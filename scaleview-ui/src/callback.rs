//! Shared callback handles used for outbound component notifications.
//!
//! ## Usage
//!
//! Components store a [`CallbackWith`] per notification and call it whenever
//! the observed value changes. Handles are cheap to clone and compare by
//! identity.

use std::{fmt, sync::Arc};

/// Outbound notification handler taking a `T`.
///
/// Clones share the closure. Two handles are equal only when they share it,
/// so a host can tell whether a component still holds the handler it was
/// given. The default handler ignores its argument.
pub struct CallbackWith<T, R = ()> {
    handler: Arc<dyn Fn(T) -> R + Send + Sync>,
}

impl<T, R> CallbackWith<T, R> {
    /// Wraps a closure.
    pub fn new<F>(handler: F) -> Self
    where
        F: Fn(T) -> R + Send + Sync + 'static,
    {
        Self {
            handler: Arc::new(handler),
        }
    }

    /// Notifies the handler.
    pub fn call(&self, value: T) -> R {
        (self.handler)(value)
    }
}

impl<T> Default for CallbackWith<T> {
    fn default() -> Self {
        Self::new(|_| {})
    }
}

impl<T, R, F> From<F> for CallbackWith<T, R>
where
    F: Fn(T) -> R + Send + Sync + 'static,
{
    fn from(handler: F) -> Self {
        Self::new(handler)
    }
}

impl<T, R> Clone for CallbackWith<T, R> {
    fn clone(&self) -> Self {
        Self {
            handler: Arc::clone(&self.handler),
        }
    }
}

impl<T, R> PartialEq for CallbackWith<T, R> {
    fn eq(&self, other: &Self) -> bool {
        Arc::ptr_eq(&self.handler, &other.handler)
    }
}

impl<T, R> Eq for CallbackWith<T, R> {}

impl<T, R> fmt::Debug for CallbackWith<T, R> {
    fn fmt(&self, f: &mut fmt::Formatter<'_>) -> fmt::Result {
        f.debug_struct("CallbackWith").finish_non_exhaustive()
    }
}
____
Prompt:
When you reach the line holding "impl<T, R> PartialEq" in the records above, begin reproducing exactly, stop after the line holding "impl<T, R> fmt::Debug", and output nothing else.

Solution for this exercise:
impl<T, R> PartialEq for CallbackWith<T, R> {
    fn eq(&self, other: &Self) -> bool {
        Arc::ptr_eq(&self.handler, &other.handler)
    }
}

impl<T, R> Eq for CallbackWith<T, R> {}

impl<T, R> fmt::Debug for CallbackWith<T, R> {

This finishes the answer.